Greetings from NRS. If you’re anything like me, you are some place where not many rivers are flowing, or the temps are cold, or there’s a combination of the two. I’ve been lucky enough to boat a handful of days so far this year. But, for the most part, I’ve done a lot more waiting to hear about my annual Idaho four rivers permit lottery rejection notice and wondering when the snow will melt. Anyway, I noticed our last few e-newsletters were a little short on the stories side, so I thought I’d see if I could come up with something to help entertain myself and all of you.
As I mentioned, I’ve had a handful of days on the water so far this year. Heavy rain and temps near 40 degrees brought the Potlatch (our closest somewhat whitewater river) up early this year. The first day we made the 45-minute drive down to our Class II after-work standby, we found it brown and pretty high. The banks were covered in ice, and there were chunks of ice floating in the water. I was relieved to find I had left my drysuit liner behind and having just discussed winter boating safety with Clyde, I felt it was best not to go boating without it. After watching Kurtis and Galen spend 15 to 20 minutes getting into their gear and slogging down hill through brush and snow to the put-in, I was content to be driving shuttle instead of getting on the fast, cold river with them.
|At lower flows, when there are eddies, you can get into, or a surf wave with a good eddy, runs on the Lower Potlatch can take an hour or more. I think the boys spent about nine minutes on the water to cover the two or three miles of river. As I followed along side them, at one point the speedometer in the pickup showed 12 miles an hour. Depending on who you ask, the river down there is somewhere between Class I and Class III. Another buddy ran it earlier that day, managed to find one of the two holes in the stretch and invented some new freestyle moves that involved getting hit with chunks of ice while stuck in said hole. He made it out just fine. Not in his boat still, but fine…. I’m even proud to say I remembered all my gear the few other times I’ve made it down there so far.|
Gabe surfing it up in style at the Trailer Park Wave, Spokane River. Where's the other blade
of the paddle, you ask?
I’ve also been up to the Spokane River, just below the Post Falls Dam, for a little park-and-play at a wave usually called Trailer Park. Surfing up there is always nice. You can usually expect to see the same 3 to 5 local folks who make a daily trip when the wave is in, even if it’s 30 degrees outside.
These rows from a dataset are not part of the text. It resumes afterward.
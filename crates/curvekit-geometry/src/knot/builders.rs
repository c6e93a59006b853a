//! Knot vectors derived from control points and a degree.

use curvekit_core::{CurveError, Result, Tolerance};
use curvekit_math::Point3;
use serde::{Deserialize, Serialize};
use tracing::{debug, instrument};

use super::KnotVector;

/// How a B-spline obtains its knots. Exactly one strategy per curve.
#[derive(Debug, Clone, PartialEq)]
pub enum KnotSelection {
    Explicit(KnotVector),
    Uniform,
    ChordLength,
    Centripetal,
}

/// The strategy a knot vector was produced by, kept so derived knots can be
/// rebuilt when the control points change.
#[derive(Debug, Clone, Copy, PartialEq, Eq, Serialize, Deserialize)]
#[serde(rename_all = "snake_case")]
pub enum Parameterization {
    Explicit,
    Uniform,
    ChordLength,
    Centripetal,
}

impl KnotSelection {
    pub fn parameterization(&self) -> Parameterization {
        match self {
            Self::Explicit(_) => Parameterization::Explicit,
            Self::Uniform => Parameterization::Uniform,
            Self::ChordLength => Parameterization::ChordLength,
            Self::Centripetal => Parameterization::Centripetal,
        }
    }

    /// Produce the knot vector for `points` at `degree`.
    ///
    /// # Arguments
    /// * `points` - Control points the knots must cover
    /// * `degree` - Curve degree
    ///
    /// # Returns
    /// A knot vector with at least `points.len() + degree + 1` logical
    /// knots, or `Configuration` when it falls short
    pub fn resolve(self, points: &[Point3], degree: usize) -> Result<KnotVector> {
        let knots = match self {
            Self::Explicit(knots) => knots,
            Self::Uniform => uniform(points.len(), degree)?,
            Self::ChordLength => chord_length(points, degree)?,
            Self::Centripetal => centripetal(points, degree)?,
        };

        let required = points.len() + degree + 1;
        if knots.knot_count() < required {
            return Err(CurveError::Configuration(format!(
                "{} control points at degree {degree} need {required} knots, got {}",
                points.len(),
                knots.knot_count()
            )));
        }
        Ok(knots)
    }
}

/// Integer knots `-degree, ..., point_count`, each of multiplicity 1.
///
/// The resulting domain is `[0, point_count - degree]`.
#[instrument(level = "debug")]
pub fn uniform(point_count: usize, degree: usize) -> Result<KnotVector> {
    let (n, d) = (point_count as i64, degree as i64);
    let values: Vec<f64> = (-d..=n).map(|k| k as f64).collect();
    let multiplicities = vec![1; values.len()];
    let knots = KnotVector::new(values, multiplicities)?;
    debug!(knot_count = knots.knot_count(), "built uniform knots");
    Ok(knots)
}

/// Clamped knots spaced by the distance between consecutive points.
#[instrument(level = "debug", skip(points), fields(points = points.len()))]
pub fn chord_length(points: &[Point3], degree: usize) -> Result<KnotVector> {
    averaged(points, degree, "chord-length", |d| d)
}

/// Clamped knots spaced by the square root of the distance between
/// consecutive points. Less prone to cusps than chord-length on irregular
/// spacing.
#[instrument(level = "debug", skip(points), fields(points = points.len()))]
pub fn centripetal(points: &[Point3], degree: usize) -> Result<KnotVector> {
    averaged(points, degree, "centripetal", f64::sqrt)
}

/// Normalize the per-gap spacing into parameters on `[0, 1]`, then average
/// `degree` consecutive parameters into each interior knot. Both ends carry
/// multiplicity `degree + 1`.
fn averaged(
    points: &[Point3],
    degree: usize,
    label: &str,
    spacing: impl Fn(f64) -> f64,
) -> Result<KnotVector> {
    let n = points.len();
    if n < degree + 1 {
        return Err(CurveError::Configuration(format!(
            "{label} knots of degree {degree} need at least {} control points, got {n}",
            degree + 1
        )));
    }

    let gaps: Vec<f64> = points
        .windows(2)
        .map(|w| spacing(w[0].distance(w[1])))
        .collect();
    let total: f64 = gaps.iter().sum();
    if Tolerance::default().is_zero(total) {
        return Err(CurveError::Configuration(format!(
            "{label} spacing is degenerate: control points are coincident"
        )));
    }

    let mut params = Vec::with_capacity(n);
    params.push(0.0);
    let mut acc = 0.0;
    for gap in &gaps {
        acc += gap / total;
        params.push(acc);
    }
    params[n - 1] = 1.0;

    let mut logical = vec![0.0; degree + 1];
    for j in 1..n - degree {
        let knot = if degree == 0 {
            params[j]
        } else {
            params[j..j + degree].iter().sum::<f64>() / degree as f64
        };
        logical.push(knot);
    }
    logical.extend(std::iter::repeat(1.0).take(degree + 1));

    let knots = KnotVector::from_logical(&logical)?;
    debug!(knot_count = knots.knot_count(), distinct = knots.distinct_count(), "built {label} knots");
    Ok(knots)
}
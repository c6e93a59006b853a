//! Knot vectors stored as distinct ascending values with multiplicities.
//!
//! The *logical* knot sequence repeats each value by its multiplicity, so
//! `values = [0, 1, 2]` with `multiplicities = [3, 1, 3]` reads as
//! `[0, 0, 0, 1, 2, 2, 2]`. Logical indices are signed: the basis recursion
//! asks for positions such as `i - 1`, and a position outside
//! `0..knot_count()` is simply undefined.

mod builders;

use curvekit_core::{CurveError, Result, Tolerance, Validate};
use serde::{Deserialize, Serialize};

pub use builders::{centripetal, chord_length, uniform, KnotSelection, Parameterization};

/// Ascending distinct knot values paired with positive multiplicities.
#[derive(Debug, Clone, PartialEq, Serialize, Deserialize)]
#[serde(try_from = "RawKnotVector")]
pub struct KnotVector {
    values: Vec<f64>,
    multiplicities: Vec<usize>,
}

#[derive(Deserialize)]
struct RawKnotVector {
    values: Vec<f64>,
    multiplicities: Vec<usize>,
}

impl TryFrom<RawKnotVector> for KnotVector {
    type Error = CurveError;

    fn try_from(raw: RawKnotVector) -> Result<Self> {
        Self::new(raw.values, raw.multiplicities)
    }
}

impl KnotVector {
    pub fn new(values: Vec<f64>, multiplicities: Vec<usize>) -> Result<Self> {
        let knots = Self {
            values,
            multiplicities,
        };
        knots.validate()?;
        Ok(knots)
    }

    /// Build from a logical (repeated) sequence, merging neighbours that are
    /// equal within the default tolerance into one value.
    pub fn from_logical(knots: &[f64]) -> Result<Self> {
        let tol = Tolerance::default();
        let mut values: Vec<f64> = Vec::new();
        let mut multiplicities: Vec<usize> = Vec::new();

        for &k in knots {
            match values.last() {
                Some(&prev) if tol.approx_eq(prev, k) => {
                    if let Some(m) = multiplicities.last_mut() {
                        *m += 1;
                    }
                }
                Some(&prev) if k < prev => {
                    return Err(CurveError::Configuration(format!(
                        "logical knots must be non-decreasing, found {k} after {prev}"
                    )));
                }
                _ => {
                    values.push(k);
                    multiplicities.push(1);
                }
            }
        }

        Self::new(values, multiplicities)
    }

    pub fn values(&self) -> &[f64] {
        &self.values
    }

    pub fn multiplicities(&self) -> &[usize] {
        &self.multiplicities
    }

    /// Number of distinct knot values.
    pub fn distinct_count(&self) -> usize {
        self.values.len()
    }

    /// Total number of logical knots (the sum of multiplicities).
    pub fn knot_count(&self) -> usize {
        self.multiplicities.iter().sum()
    }

    pub fn min_value(&self) -> f64 {
        self.values[0]
    }

    pub fn max_value(&self) -> f64 {
        self.values[self.values.len() - 1]
    }

    /// The value at logical position `i`, or `None` when `i` is negative or
    /// past the end.
    pub fn try_logical_knot(&self, i: isize) -> Option<f64> {
        let i = usize::try_from(i).ok()?;
        let mut running = 0;
        for (&value, &m) in self.values.iter().zip(&self.multiplicities) {
            running += m;
            if running > i {
                return Some(value);
            }
        }
        None
    }

    /// The value at logical position `i`.
    pub fn logical_knot(&self, i: isize) -> Result<f64> {
        self.try_logical_knot(i).ok_or_else(|| {
            CurveError::Index(format!(
                "logical knot index {i} outside 0..{}",
                self.knot_count()
            ))
        })
    }

    /// The value at logical position `i + offset`.
    pub fn logical_knot_offset(&self, i: isize, offset: isize) -> Result<f64> {
        self.logical_knot(i + offset)
    }

    /// The full repeated sequence.
    pub fn logical_knots(&self) -> Vec<f64> {
        self.values
            .iter()
            .zip(&self.multiplicities)
            .flat_map(|(&v, &m)| std::iter::repeat(v).take(m))
            .collect()
    }

    /// Find the distinct-value interval containing `v`.
    ///
    /// # Arguments
    /// * `v` - Value within `[min_value(), max_value()]`
    ///
    /// # Returns
    /// `j` such that `values[j] <= v < values[j + 1]`. The last interval is
    /// closed, so `v == max_value()` maps to the final interval. A value
    /// outside the knot range is a `Domain` error.
    pub fn find_interval(&self, v: f64) -> Result<usize> {
        let (lo, hi) = (self.min_value(), self.max_value());
        if !(lo..=hi).contains(&v) {
            return Err(CurveError::Domain(format!(
                "value {v} outside knot range [{lo}, {hi}]"
            )));
        }

        let last = self.values.len() - 1;
        if last == 0 {
            return Ok(0);
        }
        if v >= self.values[last] {
            return Ok(last - 1);
        }

        // Binary search, values[low] <= v < values[high]
        let mut low = 0;
        let mut high = last;
        while high - low > 1 {
            let mid = (low + high) / 2;
            if v < self.values[mid] {
                high = mid;
            } else {
                low = mid;
            }
        }

        Ok(low)
    }

    /// The logical span containing `v`: the last logical index whose knot is
    /// `<= v`, except at `max_value()` where the last non-degenerate span is
    /// used.
    pub fn span_for_value(&self, v: f64) -> Result<usize> {
        let j = self.find_interval(v)?;
        let through: usize = self.multiplicities[..=j].iter().sum();
        Ok(through - 1)
    }

    /// The parameter domain `(knot[degree], knot[count - degree - 1])` of a
    /// B-spline of the given degree over these knots.
    pub fn domain(&self, degree: usize) -> Result<(f64, f64)> {
        let count = self.knot_count();
        if count < 2 * degree + 2 {
            return Err(CurveError::Configuration(format!(
                "{count} knots cannot bound a degree {degree} domain"
            )));
        }
        let lo = self.logical_knot(degree as isize)?;
        let hi = self.logical_knot((count - degree - 1) as isize)?;
        Ok((lo, hi))
    }
}

impl Validate for KnotVector {
    fn validate(&self) -> Result<()> {
        if self.values.len() != self.multiplicities.len() {
            return Err(CurveError::Configuration(format!(
                "{} knot values but {} multiplicities",
                self.values.len(),
                self.multiplicities.len()
            )));
        }
        if self.values.is_empty() {
            return Err(CurveError::Configuration(
                "knot vector needs at least one value".into(),
            ));
        }
        if let Some(v) = self.values.iter().find(|v| !v.is_finite()) {
            return Err(CurveError::Configuration(format!(
                "knot value {v} is not finite"
            )));
        }
        if let Some(pos) = self.multiplicities.iter().position(|&m| m == 0) {
            return Err(CurveError::Configuration(format!(
                "multiplicity of knot {} must be at least 1",
                self.values[pos]
            )));
        }
        if let Some(w) = self.values.windows(2).find(|w| w[0] >= w[1]) {
            return Err(CurveError::Configuration(format!(
                "knot values must be strictly increasing, found {} then {}",
                w[0], w[1]
            )));
        }
        Ok(())
    }
}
Most of the regulars at the play spots on the Spokane live in the area. From Moscow, it takes us around an hour and a half to get to the parking lot where we leave the pickup, before ferrying across the river and carrying our boats up the bank to the play spot. I don’t know why we spend three hours in the car to spend three hours or less on the water, on a day where getting wet sounds like a horrible idea to most people and even most boaters. Playboating on days like this isn’t something you can do if you don’t have the gear. A drysuit or a drytop and pants are mandatory, as are helmet liners and Toaster Mitts.
Even on warm days, I’m not a great playboater. I’m pretty happy to manage a spin in the one direction I can spin to. On days that are cold and cloudy, I’m trying as hard as I can to avoid flipping over. As much as some of you are wondering why I go, I wonder how folks like Erin, Kurt, and NRS team member Jud Keiser can spend as much time looping and getting wet as they do. Boating in Idaho this time of year isn’t something you can do without the right gear.
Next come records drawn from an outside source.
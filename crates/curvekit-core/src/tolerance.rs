use approx::relative_eq;

/// Tolerances for real-number equivalence in knot and basis arithmetic.
#[derive(Debug, Clone, Copy, PartialEq, serde::Serialize, serde::Deserialize)]
pub struct Tolerance {
    /// Absolute bound, governs comparisons near zero
    pub absolute: f64,
    /// Bound relative to the larger magnitude of the operands
    pub relative: f64,
}

impl Tolerance {
    pub const DEFAULT_ABSOLUTE: f64 = 1e-10;
    pub const DEFAULT_RELATIVE: f64 = 1e-12;

    pub fn new(absolute: f64, relative: f64) -> Self {
        Self { absolute, relative }
    }

    pub fn default_precision() -> Self {
        Self {
            absolute: Self::DEFAULT_ABSOLUTE,
            relative: Self::DEFAULT_RELATIVE,
        }
    }

    pub fn loose() -> Self {
        Self {
            absolute: 1e-6,
            relative: 1e-8,
        }
    }

    pub fn tight() -> Self {
        Self {
            absolute: 1e-14,
            relative: 1e-15,
        }
    }

    /// Check if two values are equivalent within this tolerance
    pub fn approx_eq(self, a: f64, b: f64) -> bool {
        relative_eq!(a, b, epsilon = self.absolute, max_relative = self.relative)
    }

    /// Check if a value is zero within the absolute tolerance
    pub fn is_zero(self, v: f64) -> bool {
        self.approx_eq(v, 0.0)
    }
}

impl Default for Tolerance {
    fn default() -> Self {
        Self::default_precision()
    }
}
Executing the cross body C1 paddle stroke, in the froth
and foam. ©Kurtis Perkins
|Thinking about my last sentence, I realize that you can never go boating without the right gear. Depending on where and what time of year you’re boating you might have more or less gear, but you always need at least a boat, something to move it with and a PFD to make sure you float a bit if you end up out of your boat. We sell all that and of course a lot more, but I have to say that it’s not all about the gear. The equipment we sell can make the experience more enjoyable and even possible at times it wouldn’t be safe otherwise. But being on the water transcends the material things required to be there.|
When I started writing, I was tired of talking about gear all day and really wanted to express how much more there is to boating than just the equipment. But as I got further into this piece, I realized that no matter how much more than just the gear there is, there is no escaping the fact that the sport doesn’t exist without the gear. Even in the long gone days of home made boats, sprayskirts life jackets and military surplus rafts, you still had to buy the materials to make your equipment.
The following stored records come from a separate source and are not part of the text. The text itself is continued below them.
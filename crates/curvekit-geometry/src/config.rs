//! Declarative spline construction, e.g. from JSON.
//!
//! ```json
//! {
//!   "kind": "non_uniform_b_spline",
//!   "degree": 2,
//!   "control_points": [[0, 0, 0], [1, 2, 0], [3, 1, 0]],
//!   "knots": { "chord_length": true }
//! }
//! ```

use curvekit_core::{CurveError, Result, Tolerance};
use curvekit_math::Point3;
use serde::{Deserialize, Serialize};
use tracing::{debug, instrument};

use crate::curve::{BSplineCurve, BezierCurve, MatrixFormSpline, Spline, SplineKind, DEFAULT_DEGREE};
use crate::knot::{KnotSelection, KnotVector};

/// A request for exactly one knot strategy.
///
/// Explicit knots are requested by supplying `values`; `multiplicities`
/// defaults to all ones.
#[derive(Debug, Clone, Default, PartialEq, Serialize, Deserialize)]
#[serde(default)]
pub struct KnotRequest {
    pub values: Option<Vec<f64>>,
    pub multiplicities: Option<Vec<usize>>,
    pub uniform: bool,
    pub chord_length: bool,
    pub centripetal: bool,
}

impl KnotRequest {
    pub fn resolve(&self) -> Result<KnotSelection> {
        let explicit = self.values.is_some() || self.multiplicities.is_some();
        let requested = [explicit, self.uniform, self.chord_length, self.centripetal]
            .iter()
            .filter(|&&r| r)
            .count();
        if requested == 0 {
            return Err(CurveError::Configuration(
                "no knot parameterization requested".into(),
            ));
        }
        if requested > 1 {
            return Err(CurveError::Configuration(format!(
                "{requested} knot parameterizations requested, expected exactly one"
            )));
        }

        if self.uniform {
            return Ok(KnotSelection::Uniform);
        }
        if self.chord_length {
            return Ok(KnotSelection::ChordLength);
        }
        if self.centripetal {
            return Ok(KnotSelection::Centripetal);
        }

        let values = self.values.clone().ok_or_else(|| {
            CurveError::Configuration("knot multiplicities given without values".into())
        })?;
        let multiplicities = self
            .multiplicities
            .clone()
            .unwrap_or_else(|| vec![1; values.len()]);
        Ok(KnotSelection::Explicit(KnotVector::new(values, multiplicities)?))
    }
}

fn default_degree() -> i64 {
    DEFAULT_DEGREE as i64
}

/// Everything needed to build one spline.
#[derive(Debug, Clone, PartialEq, Serialize, Deserialize)]
#[serde(tag = "kind", rename_all = "snake_case")]
pub enum SplineConfig {
    Hermite {
        geometry: Vec<Point3>,
    },
    CubicBezier {
        geometry: Vec<Point3>,
    },
    UniformBSpline {
        geometry: Vec<Point3>,
    },
    CatmullRom {
        geometry: Vec<Point3>,
    },
    Bezier {
        degree: i64,
        control_points: Vec<Point3>,
    },
    NonUniformBSpline {
        #[serde(default = "default_degree")]
        degree: i64,
        control_points: Vec<Point3>,
        knots: KnotRequest,
        #[serde(default, skip_serializing_if = "Option::is_none")]
        tolerance: Option<Tolerance>,
    },
}

fn checked_degree(degree: i64) -> Result<usize> {
    usize::try_from(degree).map_err(|_| {
        CurveError::Configuration(format!("degree must be non-negative, got {degree}"))
    })
}

impl SplineConfig {
    pub fn from_json(json: &str) -> Result<Self> {
        serde_json::from_str(json)
            .map_err(|e| CurveError::Configuration(format!("invalid spline config: {e}")))
    }

    pub fn kind_name(&self) -> &'static str {
        match self {
            Self::Hermite { .. } => "hermite",
            Self::CubicBezier { .. } => "cubic_bezier",
            Self::UniformBSpline { .. } => "uniform_b_spline",
            Self::CatmullRom { .. } => "catmull_rom",
            Self::Bezier { .. } => "bezier",
            Self::NonUniformBSpline { .. } => "non_uniform_b_spline",
        }
    }

    #[instrument(skip(self), fields(kind = self.kind_name()))]
    pub fn build(self) -> Result<Box<dyn Spline>> {
        let spline: Box<dyn Spline> = match self {
            Self::Hermite { geometry } => matrix_form(SplineKind::Hermite, geometry)?,
            Self::CubicBezier { geometry } => matrix_form(SplineKind::CubicBezier, geometry)?,
            Self::UniformBSpline { geometry } => {
                matrix_form(SplineKind::UniformBSpline, geometry)?
            }
            Self::CatmullRom { geometry } => matrix_form(SplineKind::CatmullRom, geometry)?,
            Self::Bezier {
                degree,
                control_points,
            } => Box::new(BezierCurve::new(checked_degree(degree)?, control_points)?),
            Self::NonUniformBSpline {
                degree,
                control_points,
                knots,
                tolerance,
            } => {
                let degree = checked_degree(degree)?;
                let curve = BSplineCurve::new(degree, control_points, knots.resolve()?)?;
                Box::new(curve.with_tolerance(tolerance.unwrap_or_default()))
            }
        };
        debug!(domain = ?spline.domain(), "built spline from config");
        Ok(spline)
    }
}

fn matrix_form(kind: SplineKind, geometry: Vec<Point3>) -> Result<Box<dyn Spline>> {
    Ok(Box::new(MatrixFormSpline::with_geometry(kind, geometry)?))
}
//! Factorial and binomial coefficients for Bernstein construction.

use curvekit_core::{CurveError, Result};

/// `n!` as a float. Exact up to `22!`, rounded beyond.
pub fn factorial(n: i64) -> Result<f64> {
    if n < 0 {
        return Err(CurveError::Domain(format!(
            "factorial is undefined for negative integer {n}"
        )));
    }
    Ok((2..=n).fold(1.0, |acc, k| acc * k as f64))
}

/// `C(n, k) = n! / (k! (n-k)!)`. Zero when `k` lies outside `0..=n`.
pub fn binomial(n: i64, k: i64) -> Result<f64> {
    if n < 0 {
        return Err(CurveError::Domain(format!(
            "binomial coefficient is undefined for negative n = {n}"
        )));
    }
    if k < 0 || k > n {
        return Ok(0.0);
    }
    Ok(factorial(n)? / (factorial(k)? * factorial(n - k)?))
}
Whitewater, to me, is all about contradictions. Whether your adventure takes you to wilderness or just your local wave, there is a special quality to time spent on a river that words, or at least my words, cannot capture. It is time spent in another world, a world beyond ordinary, where cares and concerns cease to exist and there is only the moment. The moment ends. You flush off the wave, or you get to the takeout. Back to the world you bought your gear in, real life, the ‘grown-up’ world.
If I said that I had read the Wind in the Willows, I’d be lying. I keep meaning to go get a copy, but never seem to. But I think that most of us have read the part about the value of messing around in boats.